use crate::{
    executor::{ClusterExecutor, ExecutorError},
    future::{JobError, JobFuture},
    task::Task,
};
use serde::de::DeserializeOwned;
use std::{
    collections::VecDeque,
    sync::mpsc::{self, Receiver, RecvTimeoutError},
    time::Duration,
};
use tracing::debug;

#[derive(Debug, Clone, Copy, PartialEq, Eq)]
pub struct MapOptions {
    /// yield results in submission order instead of completion order
    pub ordered: bool,
    /// give up waiting for a single result after this long
    pub timeout: Option<Duration>,
}

impl Default for MapOptions {
    fn default() -> Self {
        Self {
            ordered: true,
            timeout: None,
        }
    }
}

enum Pending<O> {
    Ordered(VecDeque<JobFuture<O>>),
    Unordered {
        futures: Vec<JobFuture<O>>,
        // indices into `futures` in the order the jobs finished
        completed: Receiver<usize>,
        remaining: usize,
    },
}

/// Results of [`map`], the iterator ends after the first failure
pub struct MapResults<O> {
    pending: Pending<O>,
    timeout: Option<Duration>,
    failed: bool,
}

/// Submit every task and iterate over their results
///
/// All tasks are submitted before this returns. A failing submission aborts the map, jobs
/// submitted before it keep running and are still tracked by the executor.
pub fn map<T, I>(
    executor: &ClusterExecutor,
    tasks: I,
    options: MapOptions,
) -> Result<MapResults<T::Output>, ExecutorError>
where
    T: Task,
    I: IntoIterator<Item = T>,
{
    let futures = tasks
        .into_iter()
        .map(|task| executor.submit(&task))
        .collect::<Result<Vec<_>, _>>()?;
    debug!(jobs = futures.len(), ordered = options.ordered, "Mapped tasks");

    let pending = if options.ordered {
        Pending::Ordered(futures.into())
    } else {
        let (sender, completed) = mpsc::channel();

        for (index, future) in futures.iter().enumerate() {
            let sender = sender.clone();
            future.on_complete(move || {
                // the receiver is gone once the results were dropped
                let _ = sender.send(index);
            });
        }

        Pending::Unordered {
            remaining: futures.len(),
            futures,
            completed,
        }
    };

    Ok(MapResults {
        pending,
        timeout: options.timeout,
        failed: false,
    })
}

impl<O: DeserializeOwned> MapResults<O> {
    fn next_result(&mut self) -> Option<Result<O, JobError>> {
        match &mut self.pending {
            Pending::Ordered(futures) => {
                let future = futures.pop_front()?;

                Some(match self.timeout {
                    Some(timeout) => future.wait_timeout(timeout),
                    None => future.wait(),
                })
            }
            Pending::Unordered {
                futures,
                completed,
                remaining,
            } => {
                if *remaining == 0 {
                    return None;
                }

                let index = match self.timeout {
                    Some(timeout) => match completed.recv_timeout(timeout) {
                        Ok(index) => index,
                        Err(RecvTimeoutError::Timeout) => return Some(Err(JobError::Timeout)),
                        Err(RecvTimeoutError::Disconnected) => return None,
                    },
                    None => completed.recv().ok()?,
                };
                *remaining -= 1;

                Some(futures[index].wait())
            }
        }
    }
}

impl<O: DeserializeOwned> Iterator for MapResults<O> {
    type Item = Result<O, JobError>;

    fn next(&mut self) -> Option<Self::Item> {
        if self.failed {
            return None;
        }

        let result = self.next_result()?;
        self.failed = result.is_err();

        Some(result)
    }
}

▬▬▬▬▬▬▬▬▬▬

YOUR OBJECTIVE:
Each line in the data that holds the string "before" needs to be copied.

EXERCISE SOLUTION:
/// All tasks are submitted before this returns. A failing submission aborts the map, jobs
/// submitted before it keep running and are still tracked by the executor.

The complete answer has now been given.